Sabtu, 19 Februari 2011

Sepuluh menit yang Meyakinkan


Rabu 16 February 2011, saya baru balik kantor dari makan siang di Café Amigos (agak minggir got sedikit) disamping gedung KPK di daerah Kuningan Jakarta.
Ruangan kantor lt 8 juga masih agak sepi , baru sebagian balik dari makan siang seperti aku ketika salah satu temen nyamperin aku trus pamitan, seorang perempuan muda yang baru menikah belum setahun tapi sudah terpisah dari suaminya, “Pak saya mau pamitan, saya mau nyusul suami ke Balikpapan Kalimantan” begitu disampaikannya.
“Trus kamu resign, per kapan ?” tanya saya dengan enteng.
“Akhir bulan ini pak, gimana menurut bapak ?”, jawaban yang disambung dengan pertanyaan.
“Gak ada masalah menurut aku, kamu sudah mengambil keputusan yang cukup tepat” begitu yang saya sampaikan.
“Tapi pak saya jadi agak ragu, karena temen-temen pada nanyain disana mau ngapain nggak ada kesibukan cuma jadi ibu rumah tangga aja ?” sambil menarik kursi duduk di hadapan meja saya.
Loch, sipa bilang kamu nggak ada pekerjaan ? justru pekerjaan paling melelahkan dan nggak ada berhentinya itu ibu rumah tangga, kalo kita karyawan terbatas jam kerjanya dari jam 8 pagi sampai 17 sore, kalo ibu rumah tangga, bisa dari pagi hingga pagi lagi” begitu aku sampaikan.
“Maksudnya pak, dari pagi hingga pagi lagi gimana ?” sedikit nggak ngerti dia bertanya.
“Ketika kamu sudah menjadi ibu rumah tangga kamu akan bekerja mulai pagi bangun tidur dengan menyapu, ngepel lantai mencuci baju suami, memasak buat sarapan, menyiapkan pakaian yang akan dipakai suami, setelah suami pergi kamu akan beberes rumah yang belum sempat kamu pegang sejak pagi, trus belanja buat masak nanti sore atau besok pagi, agak siang sedikit setrika, belum lagi cukup istirahat ternyata sudah sore persiapan suami pulang kantor, agak malem dikit nemenin suami ngobrol dengan tema yang up todate bahkan tentang pekerjaan suami yang mungkin kamu nggak ngerti secara detail”, begitu saya jelaskan

“Iya sich pak kemarin saya juga merasa nggak enak hati sama suami, saya ambil cuti trus nyusul ke Kalimantan ternyata suami saya bisa melakukan semuanya sendiri, nyuci, setrika, nyiapin baju buat kerja, saya jadi merasa sebagai istri kock nggak ngelayani suami yach”, begitu disampaikannya.
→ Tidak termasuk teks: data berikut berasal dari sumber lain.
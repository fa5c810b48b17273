// CSV ingestion: decoding, delimiter sniffing, header aliasing

use std::path::{Path, PathBuf};

use terceros_core::model::{RecordSet, TIPO_DOCUMENTO};

use crate::error::IoError;
use crate::mojibake;

/// Header aliases seen in source exports, keyed by canonical field name.
const HEADER_ALIASES: &[(&str, &[&str])] = &[
    ("nombres", &["nombre", "primer_nombre", "person_name"]),
    ("apellidos", &["apellido", "segundo_apellido", "last_name"]),
    (
        "tipo_documento",
        &["tipo_doc", "tipo", "tipo id", "document_type", "tdoc"],
    ),
    (
        "identificacion",
        &[
            "ident",
            "id_tercero",
            "documento",
            "document",
            "numero_documento",
            "doc_number",
            "cedula",
            "num_id",
            "numdocumento",
        ],
    ),
    ("nombre_completo", &["nombres_apellidos", "nomapellido"]),
];

/// Load a CSV file into a record set with canonical column names.
pub fn load_record_set(path: &Path) -> Result<RecordSet, IoError> {
    let content = read_file_as_utf8(path)?;
    let set = parse_record_set(&content)?;
    log::info!("{}: loaded {} rows, columns {:?}", path.display(), set.len(), set.columns);
    Ok(set)
}

/// Read file and convert to UTF-8 if needed (handles Windows-1252, Latin-1, etc.)
pub fn read_file_as_utf8(path: &Path) -> Result<String, IoError> {
    let bytes = std::fs::read(path).map_err(|e| IoError::read(path, e))?;
    Ok(decode_bytes(bytes))
}

/// UTF-8 first; on failure fall back to Windows-1252 (common for Excel-exported CSVs).
/// A leading BOM is removed either way.
pub fn decode_bytes(bytes: Vec<u8>) -> String {
    let text = match String::from_utf8(bytes) {
        Ok(s) => s,
        Err(e) => {
            let bytes = e.into_bytes();
            log::debug!("input is not valid UTF-8, decoding as Windows-1252");
            let (decoded, _, _) = encoding_rs::WINDOWS_1252.decode(&bytes);
            decoded.into_owned()
        }
    };

    match text.strip_prefix('\u{FEFF}') {
        Some(rest) => rest.to_string(),
        None => text,
    }
}

/// Delimiters seen in registry exports, in preference order for ties.
const DELIMITER_CANDIDATES: [u8; 4] = [b';', b',', b'\t', b'|'];
/// Non-blank lines inspected when sniffing, header included.
const SNIFF_LINES: usize = 10;

/// Pick the delimiter that splits the header into at least two columns and
/// that the most sampled data rows agree with, weighted by column count.
/// Falls back to `,`.
pub fn sniff_delimiter(content: &str) -> u8 {
    let sample: Vec<&str> = content
        .lines()
        .filter(|line| !line.trim().is_empty())
        .take(SNIFF_LINES)
        .collect();
    let Some((header, rows)) = sample.split_first() else {
        return b',';
    };

    let mut best: Option<(u8, usize)> = None;
    for delimiter in DELIMITER_CANDIDATES {
        let width = field_count(header, delimiter);
        if width < 2 {
            continue;
        }
        let agreeing = rows.iter().filter(|row| field_count(row, delimiter) == width).count();
        let weight = (agreeing + 1) * width;
        if best.map_or(true, |(_, top)| weight > top) {
            best = Some((delimiter, weight));
        }
    }

    best.map_or(b',', |(delimiter, _)| delimiter)
}

/// Quote-aware field count of a single line.
fn field_count(line: &str, delimiter: u8) -> usize {
    csv::ReaderBuilder::new()
        .delimiter(delimiter)
        .has_headers(false)
        .flexible(true)
        .from_reader(line.as_bytes())
        .records()
        .next()
        .and_then(Result::ok)
        .map_or(1, |record| record.len())
}

/// Lowercase, trim, drop BOM and quotes, collapse whitespace, then resolve aliases.
/// Unknown headers pass through in their cleaned form.
pub fn canonical_header(raw: &str) -> String {
    let cleaned: String = mojibake::repair(raw)
        .chars()
        .filter(|&c| c != '"' && c != '\'' && c != '\u{FEFF}')
        .collect();
    let cleaned = cleaned
        .split_whitespace()
        .collect::<Vec<_>>()
        .join(" ")
        .to_lowercase();

    for (canonical, aliases) in HEADER_ALIASES {
        if cleaned == *canonical || aliases.contains(&cleaned.as_str()) {
            return canonical.to_string();
        }
    }
    cleaned
}

/// Parse CSV text (header row first) into a record set.
///
/// Values go through mojibake repair. Rows with every field empty are skipped.
/// Short rows leave trailing columns absent; extra fields beyond the header are ignored.
pub fn parse_record_set(content: &str) -> Result<RecordSet, IoError> {
    let delimiter = sniff_delimiter(content);
    let mut reader = csv::ReaderBuilder::new()
        .delimiter(delimiter)
        .has_headers(false)
        .flexible(true)
        .from_reader(content.as_bytes());

    let mut rows = reader.records();
    let header = match rows.next() {
        Some(result) => result?,
        None => return Ok(RecordSet::default()),
    };

    let columns = dedupe_columns(header.iter().map(canonical_header).collect());
    let mut set = RecordSet::new(columns.iter().filter(|c| !c.is_empty()).cloned().collect());
    let mut skipped = 0usize;

    for result in rows {
        let row = result?;
        if row.iter().all(|field| field.trim().is_empty()) {
            skipped += 1;
            continue;
        }

        let pairs: Vec<(&str, String)> = columns
            .iter()
            .zip(row.iter())
            .filter(|(column, _)| !column.is_empty())
            .map(|(column, value)| (column.as_str(), clean_value(column, value)))
            .collect();
        set.push(pairs);
    }

    if skipped > 0 {
        log::debug!("skipped {skipped} empty rows");
    }
    Ok(set)
}

/// Two headers resolving to the same name: the first keeps it, later ones
/// get a numeric suffix so no value is silently overwritten.
fn dedupe_columns(columns: Vec<String>) -> Vec<String> {
    let mut seen: Vec<String> = Vec::with_capacity(columns.len());
    for column in columns {
        if column.is_empty() || !seen.contains(&column) {
            seen.push(column);
            continue;
        }
        let mut n = 2;
        while seen.contains(&format!("{column}_{n}")) {
            n += 1;
        }
        seen.push(format!("{column}_{n}"));
    }
    seen
}

fn clean_value(column: &str, value: &str) -> String {
    let repaired = mojibake::repair(value);
    // Document types keep U+FFFD so the type repair table can still match them.
    if column == TIPO_DOCUMENTO {
        repaired.into_owned()
    } else {
        mojibake::strip_replacement_chars(&repaired).into_owned()
    }
}

/// Input files to process: a file as-is, or every `*.csv` directly inside a directory, sorted.
/// Directory scans skip CSVs written by a previous `clean` run.
pub fn collect_inputs(paths: &[PathBuf]) -> Result<Vec<PathBuf>, IoError> {
    let mut inputs = Vec::new();
    for path in paths {
        if path.is_dir() {
            let mut found: Vec<PathBuf> = std::fs::read_dir(path)
                .map_err(|e| IoError::read(path, e))?
                .filter_map(|entry| entry.ok().map(|e| e.path()))
                .filter(|p| {
                    p.is_file()
                        && p.extension()
                            .and_then(|e| e.to_str())
                            .is_some_and(|e| e.eq_ignore_ascii_case("csv"))
                })
                .filter(|p| {
                    let own = crate::export::is_export_output(p);
                    if own {
                        log::debug!("skipping previous output {}", p.display());
                    }
                    !own
                })
                .collect();
            found.sort();
            log::debug!("{}: {} CSV files", path.display(), found.len());
            inputs.extend(found);
        } else {
            inputs.push(path.clone());
        }
    }
    Ok(inputs)
}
“Nach, kalau temen-temen ngomong seperti yang kamu sampaikan tadi karena mereka suaminya bekerja satu kota, punya pembantu dirumah, mereka nggak merasakan seperti yang kamu rasakan, baru menikah bulan madu nggak lama sudah terpisah karena tugas”

“Saat ini, walaupun tidak sedang ada masalah dengan suami tetapi sebenernya kamu sedang punya masalah, komunikasi kamu tidak lancar, masing-masing kebutuhan rohani kalian tidak terpenuhi. Padahal, kebutuhan itu munculnya sewaktu-waktu, giliran pas suami kamu pulang ke Jakarta kamu pas “dapet”, tetapi lucu juga para perempuan nggak suka kalau suaminya melakukan “swalayan” karena sudah ada istri padahal jajan diluar justru lebih berdosa, belum lagi muncul pertanyaan ‘lagi ngapain yach suami saya sekarang, jangan-jangan ……’, ditambah setiap kamu berkegiatan tidak sepengetahuan dan seijin suami padahal apapun kegiatan yang kamu lakukan harus ada ridlo dari suami, agama kita mengajarkan seperti itu, kalo nggak jangankan surga harumnya bau surga aja kamu nggak dapet – Ridlo suami tuch Ridlo Allah”, panjang saya menjelaskannya, “Iya ya pak” jawabnya pendek.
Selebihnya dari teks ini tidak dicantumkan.